Given even a couple of the above circumstances in play, the match could easily turn into a blowout and feel like “bad match making” But this is not the algorithm’s fault.
Could any of us have done a better job balancing this match, considering we were made to create it amongst a pool of accounts being played by people that we do not know? No, we couldn’t.
The algorithm does it’s theoretic job perfectly but it cannot see or identify the types of circumstances listed above. Ranked mode is one big gamble, especially with solo/duo only. Between those three or four open PUG slots, the circumstances listed above and flat out match manipulation, it is one big gambit. The above circumstances are real and can never be sorted out from ranked mode, not entirely anyway. The only way to help eliminate such gambits and frustration is to que five man teams, whether ranked is fixed back to 1-5 or we simply go and start doing automated tournaments. That way, we know exactly who is on a team and what to expect.
This season, even more people have lost interest in ranked. With solo/duo only, due to the above circumstances, the match outcomes feel about 20% due to individual contribution and 80% circumstance gamble. If you’re talking duo que, it’s more like 40%/60% but still the point being is that players feel like their individual contribution takes a backseat to the gamble. This is an unsatisfying feeling for any gamer in any game that would lead the gamer to believe that the game’s resolve would be based on skill and not gambling. This isn’t good for attracting players to the game mode.

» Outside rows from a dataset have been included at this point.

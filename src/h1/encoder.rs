//! Request encoder.

use bytes::{BufMut as _, BytesMut};

use crate::request::Request;

const AVERAGE_HEADER_SIZE: usize = 30;

/// Serialize a finalized request.
///
/// The request line uses `target` verbatim; the caller is expected to
/// have rewritten it to origin-form. Header fields are written in
/// order with their stored casing.
pub(crate) fn encode_request(req: &Request) -> BytesMut {
    let mut dst = BytesMut::with_capacity(
        req.method.as_str().len()
            + req.target.len()
            + 12
            + req.header.len() * AVERAGE_HEADER_SIZE
            + req.body.len(),
    );

    dst.extend_from_slice(req.method.as_str().as_bytes());
    dst.put_u8(b' ');
    dst.extend_from_slice(req.target.as_bytes());
    dst.extend_from_slice(b" HTTP/1.1\r\n");

    for (name, value) in req.header.iter() {
        dst.extend_from_slice(name.as_bytes());
        dst.extend_from_slice(b": ");
        dst.extend_from_slice(value.as_bytes());
        dst.extend_from_slice(b"\r\n");
    }

    dst.extend_from_slice(b"\r\n");
    dst.extend_from_slice(&req.body);

    dst
}
//! The CSV file that accumulates one row of placements per run.
//!
//! Buildings come and go from a waitlist, so the header is the union of every
//! column ever written. The file is rewritten in full on each append.

use std::cmp::Ordering;
use std::collections::BTreeSet;
use std::fs::File;
use std::path::{Path, PathBuf};

use chrono::NaiveDate;

use crate::types::HistoryRow;

pub const DATE_COLUMN: &str = "date";

#[derive(Debug, thiserror::Error)]
pub enum HistoryError {
    #[error("Failed to read history file {path}: {source}")]
    Read {
        path: PathBuf,
        #[source]
        source: csv::Error,
    },
    #[error("Failed to write history file {path}: {source}")]
    Write {
        path: PathBuf,
        #[source]
        source: csv::Error,
    },
    #[error("Failed to flush history file {path}: {source}")]
    Flush {
        path: PathBuf,
        #[source]
        source: std::io::Error,
    },
}

/// Numeric column names (building ids) in numeric order, anything else after
/// them in lexicographic order.
fn compare_columns(a: &str, b: &str) -> Ordering {
    match (a.parse::<u64>(), b.parse::<u64>()) {
        (Ok(x), Ok(y)) => x.cmp(&y).then_with(|| a.cmp(b)),
        (Ok(_), Err(_)) => Ordering::Less,
        (Err(_), Ok(_)) => Ordering::Greater,
        (Err(_), Err(_)) => a.cmp(b),
    }
}

#[derive(Debug, Clone, Default, PartialEq, Eq)]
pub struct History {
    columns: BTreeSet<String>,
    rows: Vec<HistoryRow>,
}

impl History {
    pub fn rows(&self) -> &[HistoryRow] {
        &self.rows
    }

    /// `date` followed by every other column in deterministic order.
    pub fn header(&self) -> Vec<&str> {
        let mut others: Vec<&str> = self.columns.iter().map(String::as_str).collect();
        others.sort_by(|a, b| compare_columns(a, b));

        std::iter::once(DATE_COLUMN).chain(others).collect()
    }

    pub fn push(&mut self, mut row: HistoryRow, date: NaiveDate) {
        row.remove(DATE_COLUMN);
        self.columns.extend(row.keys().cloned());
        row.insert(DATE_COLUMN.to_string(), date.format("%Y-%m-%d").to_string());
        self.rows.push(row);
    }
}

#[derive(Debug, Clone, PartialEq, Eq)]
pub struct HistoryFile {
    path: PathBuf,
}

impl HistoryFile {
    pub fn new(path: impl Into<PathBuf>) -> Self {
        Self { path: path.into() }
    }

    pub fn path(&self) -> &Path {
        &self.path
    }

    /// A file that cannot be opened counts as an empty history.
    pub fn read(&self) -> Result<History, HistoryError> {
        let file = match File::open(&self.path) {
            Ok(file) => file,
            Err(e) => {
                log::info!(
                    "There was no existing data in {}: {}",
                    self.path.display(),
                    e
                );
                return Ok(History::default());
            }
        };

        let read_error = |source| HistoryError::Read {
            path: self.path.clone(),
            source,
        };

        let mut reader = csv::ReaderBuilder::new().flexible(true).from_reader(file);
        let headers = reader.headers().map_err(read_error)?.clone();

        let mut history = History::default();
        history.columns.extend(
            headers
                .iter()
                .filter(|name| *name != DATE_COLUMN)
                .map(str::to_string),
        );

        for record in reader.records() {
            let record = record.map_err(read_error)?;
            if record.len() > headers.len() {
                log::warn!(
                    "Dropping {} cell(s) beyond the header on line {}",
                    record.len() - headers.len(),
                    record.position().map_or(0, |p| p.line())
                );
            }
            let row: HistoryRow = headers
                .iter()
                .zip(record.iter())
                .map(|(column, value)| (column.to_string(), value.to_string()))
                .collect();
            history.rows.push(row);
        }

        log::debug!(
            "Read {} row(s) with {} building column(s) from {}",
            history.rows.len(),
            history.columns.len(),
            self.path.display()
        );
        Ok(history)
    }

    /// Adds `row` stamped with `date` and rewrites the whole file. Returns
    /// the history as written.
    pub fn append(&self, row: HistoryRow, date: NaiveDate) -> Result<History, HistoryError> {
        let mut history = self.read()?;
        history.push(row, date);
        self.write(&history)?;

        log::info!(
            "Wrote {} row(s) to {}",
            history.rows.len(),
            self.path.display()
        );
        Ok(history)
    }

    fn write(&self, history: &History) -> Result<(), HistoryError> {
        let write_error = |source| HistoryError::Write {
            path: self.path.clone(),
            source,
        };

        let header = history.header();
        let mut writer = csv::Writer::from_path(&self.path).map_err(write_error)?;
        writer.write_record(&header).map_err(write_error)?;

        for row in &history.rows {
            writer
                .write_record(
                    header
                        .iter()
                        .map(|column| row.get(*column).map_or("", String::as_str)),
                )
                .map_err(write_error)?;
        }

        writer.flush().map_err(|source| HistoryError::Flush {
            path: self.path.clone(),
            source,
        })
    }
}
use crate::client::FindboligClient;
use crate::parser::MarkupStrategy;
use crate::session::{HttpSession, SessionError};
use crate::types::BuildingId;

impl<S: HttpSession, M: MarkupStrategy> FindboligClient<S, M> {
    /// Buildings the user is signed up for, in the order the portal lists
    /// them. An empty waitlist is not an error.
    pub fn extract_waitinglist_references(&self) -> Result<Vec<BuildingId>, SessionError> {
        log::info!("Fetching waitlist registrations...");

        let html = self.session.get(&self.config.waitlist_url())?;
        let ids = self.markup.building_ids(&html);

        log::info!("Found {} waitlist registration(s)", ids.len());
        Ok(ids)
    }
}
use std::collections::BTreeMap;
use std::fmt::Display;
use std::str::FromStr;

use serde::{Deserialize, Serialize};

/// One persisted CSV row: column name to cell value.
pub type HistoryRow = BTreeMap<String, String>;

#[derive(Debug, thiserror::Error)]
#[error("Invalid building id '{0}'. Expected a positive integer")]
pub struct BuildingIdParseError(String);

#[derive(Debug, Clone, Copy, PartialEq, Eq, PartialOrd, Ord, Hash, Serialize, Deserialize)]
#[serde(transparent)]
pub struct BuildingId(u64);

impl BuildingId {
    pub fn new(id: u64) -> Option<Self> {
        (id > 0).then_some(Self(id))
    }

    pub fn get(self) -> u64 {
        self.0
    }
}

impl FromStr for BuildingId {
    type Err = BuildingIdParseError;

    fn from_str(s: &str) -> Result<Self, Self::Err> {
        s.trim()
            .parse::<u64>()
            .ok()
            .and_then(BuildingId::new)
            .ok_or_else(|| BuildingIdParseError(s.to_string()))
    }
}

impl Display for BuildingId {
    fn fmt(&self, f: &mut std::fmt::Formatter<'_>) -> std::fmt::Result {
        self.0.fmt(f)
    }
}

#[derive(Clone)]
pub struct Credentials {
    pub username: String,
    pub password: String,
}

impl Credentials {
    pub fn new(username: impl Into<String>, password: impl Into<String>) -> Self {
        Self {
            username: username.into(),
            password: password.into(),
        }
    }
}

impl std::fmt::Debug for Credentials {
    fn fmt(&self, f: &mut std::fmt::Formatter<'_>) -> std::fmt::Result {
        f.debug_struct("Credentials")
            .field("username", &self.username)
            .field("password", &"<redacted>")
            .finish()
    }
}

/// Waitlist rank per building for a single run.
#[derive(Debug, Clone, Default, PartialEq, Eq, Serialize, Deserialize)]
#[serde(transparent)]
pub struct Placements(BTreeMap<BuildingId, u64>);

impl Placements {
    pub fn new() -> Self {
        Self::default()
    }

    /// A building listed twice keeps the rank of its last lookup.
    pub fn insert(&mut self, building: BuildingId, rank: u64) {
        self.0.insert(building, rank);
    }

    pub fn get(&self, building: BuildingId) -> Option<u64> {
        self.0.get(&building).copied()
    }

    pub fn len(&self) -> usize {
        self.0.len()
    }

    pub fn is_empty(&self) -> bool {
        self.0.is_empty()
    }

    pub fn iter(&self) -> impl Iterator<Item = (BuildingId, u64)> + '_ {
        self.0.iter().map(|(id, rank)| (*id, *rank))
    }

    pub fn to_row(&self) -> HistoryRow {
        self.iter()
            .map(|(id, rank)| (id.to_string(), rank.to_string()))
            .collect()
    }
}

impl Display for Placements {
    fn fmt(&self, f: &mut std::fmt::Formatter<'_>) -> std::fmt::Result {
        if self.is_empty() {
            return writeln!(f, "No waitlist placements recorded.");
        }
        writeln!(f, "{:>10}  {:>8}", "Building", "Rank")?;
        for (id, rank) in self.iter() {
            writeln!(f, "{:>10}  {:>8}", id, rank)?;
        }
        writeln!(f, "\n  Total buildings: {}", self.len())
    }
}
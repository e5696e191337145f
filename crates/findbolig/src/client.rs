use crate::config::PortalConfig;
use crate::parser::{Extractor, MarkupStrategy};
use crate::session::{HttpSession, PortalSession, SessionError};

/// A logged-in (or about to be) conversation with the portal.
///
/// Owns the cookie-carrying session for the whole run. The operations live
/// next to their concerns: [`crate::auth`], [`crate::waitlist`] and
/// [`crate::placement`].
#[derive(Debug, Clone)]
pub struct FindboligClient<S = PortalSession, M = Extractor> {
    pub(crate) session: S,
    pub(crate) markup: M,
    pub(crate) config: PortalConfig,
}

impl FindboligClient {
    pub fn new(config: PortalConfig, extractor: Extractor) -> Result<Self, SessionError> {
        Ok(Self::with_session(PortalSession::new()?, extractor, config))
    }
}

impl<S: HttpSession, M: MarkupStrategy> FindboligClient<S, M> {
    pub fn with_session(session: S, markup: M, config: PortalConfig) -> Self {
        Self {
            session,
            markup,
            config,
        }
    }
}
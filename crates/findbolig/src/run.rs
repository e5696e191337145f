use std::time::Duration;

use chrono::{Local, NaiveDate};

use crate::auth::AuthError;
use crate::client::FindboligClient;
use crate::history::{HistoryError, HistoryFile};
use crate::parser::MarkupStrategy;
use crate::placement::PlacementError;
use crate::session::{HttpSession, SessionError};
use crate::types::{Credentials, Placements};

pub const EXIT_SITE_UNAVAILABLE: i32 = -1;
pub const EXIT_LOGIN_FAILED: i32 = -2;
pub const EXIT_FAILURE: i32 = 1;

#[derive(Debug, thiserror::Error)]
pub enum RunError {
    #[error(transparent)]
    SiteUnavailable(AuthError),
    #[error("Couldn't login using the credentials provided.")]
    LoginFailed,
    #[error(transparent)]
    Login(AuthError),
    #[error("Failed to fetch the waitlist: {0}")]
    Waitlist(#[from] SessionError),
    #[error(transparent)]
    Placement(#[from] PlacementError),
    #[error(transparent)]
    History(#[from] HistoryError),
}

impl RunError {
    pub fn exit_code(&self) -> i32 {
        match self {
            RunError::SiteUnavailable(_) => EXIT_SITE_UNAVAILABLE,
            RunError::LoginFailed => EXIT_LOGIN_FAILED,
            _ => EXIT_FAILURE,
        }
    }
}

#[derive(Debug, Clone)]
pub struct RunOptions {
    /// Pause after each rank request.
    pub delay: Duration,
    /// Stamped into the `date` column of the new row.
    pub date: NaiveDate,
}

impl Default for RunOptions {
    fn default() -> Self {
        Self {
            delay: Duration::ZERO,
            date: Local::now().date_naive(),
        }
    }
}

/// Logs in, collects today's placements and appends them to `history`.
/// Nothing is written unless every earlier step succeeded.
pub fn run<S: HttpSession, M: MarkupStrategy>(
    client: &FindboligClient<S, M>,
    credentials: &Credentials,
    history: &HistoryFile,
    options: &RunOptions,
) -> Result<Placements, RunError> {
    client.initialize().map_err(RunError::SiteUnavailable)?;

    if !client.login(credentials).map_err(RunError::Login)? {
        return Err(RunError::LoginFailed);
    }

    let buildings = client.extract_waitinglist_references()?;
    let placements = client.extract_waitinglist_placements(&buildings, options.delay)?;

    history.append(placements.to_row(), options.date)?;
    Ok(placements)
}
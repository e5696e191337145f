use std::collections::HashMap;

use crate::client::FindboligClient;
use crate::config::{
    EVENT_ARGUMENT_FIELD, EVENT_TARGET_FIELD, LOGGED_IN_MARKER, LOGIN_BUTTON_TARGET,
    PASSWORD_FIELD, SITE_MARKER, USERNAME_FIELD,
};
use crate::parser::{FormInput, MarkupStrategy};
use crate::session::{HttpSession, SessionError};
use crate::types::Credentials;

#[derive(Debug, thiserror::Error)]
pub enum AuthError {
    #[error("{url} is unreachable or no longer looks like the findbolig.nu portal")]
    SiteUnavailable {
        url: String,
        #[source]
        source: Option<SessionError>,
    },
    #[error("Login request failed: {0}")]
    Session(#[from] SessionError),
}

/// Seeds the postback with every named, non-button input so the hidden
/// WebForms state fields travel back to the server unchanged.
fn login_form_fields(inputs: Vec<FormInput>, credentials: &Credentials) -> HashMap<String, String> {
    let mut fields: HashMap<String, String> = inputs
        .into_iter()
        .filter(|input| !input.is_button())
        .filter_map(|input| Some((input.name?, input.value.unwrap_or_default())))
        .collect();

    fields.insert(USERNAME_FIELD.to_string(), credentials.username.clone());
    fields.insert(PASSWORD_FIELD.to_string(), credentials.password.clone());
    fields.insert(EVENT_TARGET_FIELD.to_string(), LOGIN_BUTTON_TARGET.to_string());
    fields.insert(EVENT_ARGUMENT_FIELD.to_string(), String::new());
    fields
}

impl<S: HttpSession, M: MarkupStrategy> FindboligClient<S, M> {
    /// Checks that the portal answers and still carries its site marker.
    pub fn initialize(&self) -> Result<(), AuthError> {
        log::info!("Initializing the findbolig.nu client");

        let url = self.config.base_url();
        let html = self
            .session
            .get(url)
            .map_err(|e| AuthError::SiteUnavailable {
                url: url.to_string(),
                source: Some(e),
            })?;

        if !html.contains(SITE_MARKER) {
            log::error!("It seems like the findbolig.nu website is down or has changed a lot.");
            return Err(AuthError::SiteUnavailable {
                url: url.to_string(),
                source: None,
            });
        }

        Ok(())
    }

    /// Returns `Ok(false)` when the portal rejects the credentials.
    pub fn login(&self, credentials: &Credentials) -> Result<bool, AuthError> {
        let login_url = self.config.login_url();
        log::info!(
            "Logging into {} using username '{}'",
            login_url,
            credentials.username
        );

        let login_page = self.session.get(&login_url)?;
        let fields = login_form_fields(self.markup.form_inputs(&login_page), credentials);
        log::debug!("Posting {} login form fields", fields.len());

        let response = self.session.post_form(&login_url, &fields)?;
        if !response.contains(LOGGED_IN_MARKER) {
            return Ok(false);
        }

        match self.markup.logged_in_user(&response) {
            Some(name) => log::info!("Logged in as {}", name),
            None => log::info!("Logged in, but the displayed user name was not found"),
        }
        Ok(true)
    }
}
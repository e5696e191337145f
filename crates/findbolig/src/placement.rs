use std::thread;
use std::time::Duration;

use serde_json::{Value, json};

use crate::client::FindboligClient;
use crate::parser::MarkupStrategy;
use crate::session::{HttpSession, SessionError};
use crate::types::{BuildingId, Placements};

#[derive(Debug, thiserror::Error)]
pub enum PlacementError {
    #[error("Error reading the placement of building #{building}: {source}")]
    Request {
        building: BuildingId,
        #[source]
        source: SessionError,
    },
    #[error("Error reading the placement of building #{building}: response is not JSON: {source}")]
    MalformedJson {
        building: BuildingId,
        #[source]
        source: serde_json::Error,
    },
    #[error("Error reading the placement of building #{building}: no rank in the JSON structure")]
    MissingRank { building: BuildingId },
    #[error("Error reading the placement of building #{building}: '{value}' is not a valid rank")]
    InvalidRank { building: BuildingId, value: String },
}

fn is_truthy(value: &Value) -> bool {
    match value {
        Value::Null => false,
        Value::Bool(b) => *b,
        Value::Number(n) => n.as_f64().is_some_and(|f| f != 0.0),
        Value::String(s) => !s.is_empty(),
        Value::Array(a) => !a.is_empty(),
        Value::Object(o) => !o.is_empty(),
    }
}

/// Reads `d.WaitPlacement` from a rank response. The service wraps results
/// in `d`; a rank of zero is indistinguishable from a missing one.
// TODO: confirm whether the rank service ever answers 0 for a building at the
// front of the queue; if so, zero should become a valid rank.
fn parse_wait_placement(building: BuildingId, body: &str) -> Result<u64, PlacementError> {
    let response: Value = serde_json::from_str(body)
        .map_err(|source| PlacementError::MalformedJson { building, source })?;

    let rank = response
        .get("d")
        .filter(|d| is_truthy(d))
        .and_then(|d| d.get("WaitPlacement"))
        .filter(|rank| is_truthy(rank))
        .ok_or(PlacementError::MissingRank { building })?;

    let invalid = || PlacementError::InvalidRank {
        building,
        value: rank.to_string(),
    };
    let rank = match rank {
        Value::Number(n) => n.as_u64().ok_or_else(invalid)?,
        Value::String(s) => s.trim().parse::<u64>().map_err(|_| invalid())?,
        _ => return Err(invalid()),
    };

    if rank == 0 {
        return Err(PlacementError::MissingRank { building });
    }
    Ok(rank)
}

impl<S: HttpSession, M: MarkupStrategy> FindboligClient<S, M> {
    /// Looks up the waitlist rank of every building, one request at a time,
    /// sleeping `delay` after each request. The first failure aborts the
    /// whole lookup.
    pub fn extract_waitinglist_placements(
        &self,
        buildings: &[BuildingId],
        delay: Duration,
    ) -> Result<Placements, PlacementError> {
        let url = self.config.placement_url();
        let mut placements = Placements::new();

        for &building in buildings {
            log::debug!("Requesting placement on building #{}.", building);

            let body = json!({ "buildingId": building.get() });
            let response = self
                .session
                .post_json(&url, &body)
                .map_err(|source| PlacementError::Request { building, source })?;

            let rank = parse_wait_placement(building, &response)?;
            log::debug!("It was {}.", rank);
            placements.insert(building, rank);

            thread::sleep(delay);
        }

        Ok(placements)
    }
}

#[cfg(test)]
mod tests {
    use super::*;
    use crate::config::PortalConfig;
    use crate::parser::Extractor;
    use crate::session::fake::{Request, ScriptedSession};
    use std::time::Instant;

    fn building(id: u64) -> BuildingId {
        BuildingId::new(id).unwrap()
    }

    fn client(session: ScriptedSession) -> FindboligClient<ScriptedSession, Extractor> {
        FindboligClient::with_session(session, Extractor::Pattern, PortalConfig::default())
    }

    #[test]
    fn test_parse_wait_placement_number() {
        let rank = parse_wait_placement(building(3), r#"{"d": {"__type": "Rank", "WaitPlacement": 412}}"#)
            .expect("Failed to parse rank");
        assert_eq!(rank, 412);
    }

    #[test]
    fn test_parse_wait_placement_numeric_string() {
        let rank = parse_wait_placement(building(3), r#"{"d": {"WaitPlacement": "57"}}"#).unwrap();
        assert_eq!(rank, 57);
    }

    #[test]
    fn test_parse_wait_placement_missing_structure() {
        for body in [
            r#"{}"#,
            r#"{"d": null}"#,
            r#"{"d": {}}"#,
            r#"{"d": {"WaitPlacement": null}}"#,
            r#"{"d": "unexpected"}"#,
        ] {
            let err = parse_wait_placement(building(3), body).unwrap_err();
            assert!(
                matches!(err, PlacementError::MissingRank { .. }),
                "{} gave {:?}",
                body,
                err
            );
        }
    }

    #[test]
    fn test_parse_wait_placement_zero_is_missing() {
        let err = parse_wait_placement(building(3), r#"{"d": {"WaitPlacement": 0}}"#).unwrap_err();
        assert!(matches!(err, PlacementError::MissingRank { .. }));

        let err = parse_wait_placement(building(3), r#"{"d": {"WaitPlacement": "0"}}"#).unwrap_err();
        assert!(matches!(err, PlacementError::MissingRank { .. }));
    }

    #[test]
    fn test_parse_wait_placement_invalid_rank() {
        for body in [
            r#"{"d": {"WaitPlacement": -5}}"#,
            r#"{"d": {"WaitPlacement": 2.5}}"#,
            r#"{"d": {"WaitPlacement": "ukendt"}}"#,
            r#"{"d": {"WaitPlacement": [1]}}"#,
        ] {
            let err = parse_wait_placement(building(3), body).unwrap_err();
            assert!(
                matches!(err, PlacementError::InvalidRank { .. }),
                "{} gave {:?}",
                body,
                err
            );
        }
    }

    #[test]
    fn test_parse_wait_placement_not_json() {
        let err = parse_wait_placement(building(3), "<html>Server Error</html>").unwrap_err();
        assert!(matches!(err, PlacementError::MalformedJson { .. }));
    }

    #[test]
    fn test_extract_placements_posts_each_building_in_order() {
        let session = ScriptedSession::new()
            .respond(r#"{"d": {"WaitPlacement": 120}}"#)
            .respond(r#"{"d": {"WaitPlacement": 8}}"#);
        let client = client(session);

        let placements = client
            .extract_waitinglist_placements(&[building(1043), building(87)], Duration::ZERO)
            .expect("Failed to fetch placements");

        assert_eq!(placements.len(), 2);
        assert_eq!(placements.get(building(1043)), Some(120));
        assert_eq!(placements.get(building(87)), Some(8));

        let requests = client.session.requests.borrow();
        let url = "https://www.findbolig.nu/Services/WaitlistService.asmx/GetWaitlistRank";
        assert_eq!(
            requests[0],
            Request::Json(url.to_string(), json!({ "buildingId": 1043 }))
        );
        assert_eq!(
            requests[1],
            Request::Json(url.to_string(), json!({ "buildingId": 87 }))
        );
    }

    #[test]
    fn test_extract_placements_empty_list_makes_no_requests() {
        let client = client(ScriptedSession::new());

        let placements = client
            .extract_waitinglist_placements(&[], Duration::from_secs(5))
            .unwrap();

        assert!(placements.is_empty());
        assert_eq!(client.session.request_count(), 0);
    }

    #[test]
    fn test_extract_placements_aborts_on_first_failure() {
        let session = ScriptedSession::new()
            .respond(r#"{"d": {"WaitPlacement": 120}}"#)
            .respond(r#"{"d": {"WaitPlacement": 0}}"#)
            .respond(r#"{"d": {"WaitPlacement": 3}}"#);
        let client = client(session);

        let err = client
            .extract_waitinglist_placements(
                &[building(1), building(2), building(3)],
                Duration::ZERO,
            )
            .unwrap_err();

        assert!(matches!(err, PlacementError::MissingRank { building: b } if b.get() == 2));
        assert_eq!(client.session.request_count(), 2);
    }

    #[test]
    fn test_extract_placements_reports_http_failure() {
        let client = client(ScriptedSession::new().fail(500));

        let err = client
            .extract_waitinglist_placements(&[building(9)], Duration::ZERO)
            .unwrap_err();
        assert!(matches!(err, PlacementError::Request { .. }));
    }

    #[test]
    fn test_extract_placements_sleeps_after_every_request() {
        let session = ScriptedSession::new()
            .respond(r#"{"d": {"WaitPlacement": 1}}"#)
            .respond(r#"{"d": {"WaitPlacement": 2}}"#);
        let client = client(session);

        let started = Instant::now();
        client
            .extract_waitinglist_placements(&[building(1), building(2)], Duration::from_millis(40))
            .unwrap();

        assert!(started.elapsed() >= Duration::from_millis(80));
    }
}
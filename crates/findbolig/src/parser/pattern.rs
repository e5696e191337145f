use std::sync::LazyLock;

use regex::Regex;

use super::{FormInput, MarkupStrategy, parse_building_id};
use crate::types::BuildingId;

static RE_INPUT: LazyLock<Regex> =
    LazyLock::new(|| Regex::new(r"(?i)<input([^>]*)>").expect("invalid regex: input"));
static RE_NAME: LazyLock<Regex> =
    LazyLock::new(|| Regex::new(r#"(?:^|\s)name="([^"]*)""#).expect("invalid regex: name"));
static RE_VALUE: LazyLock<Regex> =
    LazyLock::new(|| Regex::new(r#"(?:^|\s)value="([^"]*)""#).expect("invalid regex: value"));
static RE_TYPE: LazyLock<Regex> =
    LazyLock::new(|| Regex::new(r#"(?:^|\s)type="([^"]*)""#).expect("invalid regex: type"));
static RE_USER_NAME: LazyLock<Regex> = LazyLock::new(|| {
    Regex::new(r#"<span id="fm1_lbl_userName">(.*)&nbsp;</span>"#)
        .expect("invalid regex: user name")
});
static RE_RESULTS_TABLE: LazyLock<Regex> = LazyLock::new(|| {
    Regex::new(r#"(?is)<table[^>]*id="GridView_Results"[^>]*>(.*?)</table>"#)
        .expect("invalid regex: results table")
});
static RE_RESULT_ROW: LazyLock<Regex> = LazyLock::new(|| {
    Regex::new(r#"(?is)<tr class="rowstyle"[^>]*>(.*?)</tr>"#).expect("invalid regex: result row")
});
static RE_BUILDING_LINK: LazyLock<Regex> = LazyLock::new(|| {
    Regex::new(r#"(?is)href="/Ejendomspraesentation\.aspx\?bid=([^"]*)""#)
        .expect("invalid regex: building link")
});

fn first_capture(re: &Regex, text: &str) -> Option<String> {
    re.captures(text)
        .and_then(|c| c.get(1))
        .map(|m| m.as_str().to_string())
}

/// Regular-expression matching over the raw page text.
#[derive(Debug, Clone, Copy, Default)]
pub struct PatternMarkup;

impl MarkupStrategy for PatternMarkup {
    fn form_inputs(&self, html: &str) -> Vec<FormInput> {
        RE_INPUT
            .captures_iter(html)
            .filter_map(|c| c.get(1))
            .map(|attrs| {
                let attrs = attrs.as_str();
                FormInput {
                    name: first_capture(&RE_NAME, attrs),
                    value: first_capture(&RE_VALUE, attrs),
                    input_type: first_capture(&RE_TYPE, attrs),
                }
            })
            .collect()
    }

    fn logged_in_user(&self, html: &str) -> Option<String> {
        first_capture(&RE_USER_NAME, html).map(|name| name.trim().to_string())
    }

    fn building_ids(&self, html: &str) -> Vec<BuildingId> {
        let Some(table) = first_capture(&RE_RESULTS_TABLE, html) else {
            log::debug!("No results table on the waitlist page");
            return Vec::new();
        };

        RE_RESULT_ROW
            .captures_iter(&table)
            .filter_map(|row| first_capture(&RE_BUILDING_LINK, &row[1]))
            .filter_map(|bid| parse_building_id(&bid))
            .collect()
    }
}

So what is it that I’m discussing here? Match making really, how it gets botched even though it works perfectly and why it feels bad most of the time. Are there any ways to fix this? Is it even fixable? Is there even anything wrong with the algorithm? I don’t know, you tell me. I can say this though, in a solo/duo only ranked conquest mode, where an individual’s participation represents only 20% of his team, where an individual cannot avoid circumstantial gambits that effect match outcomes, it would feel good to be ranked fully or mostly on personal performance. Leave team win/lose progression to automated tournaments. This way, no matter how bad a match is, an individual can still perform well and have it be counted for. This would make worrying about gambits negligent and conveniently discourage any and all reasons to create match manipulations for the sake of win/loss progression. It even encourages players to keep trying instead of give up and AFK. It all makes sense.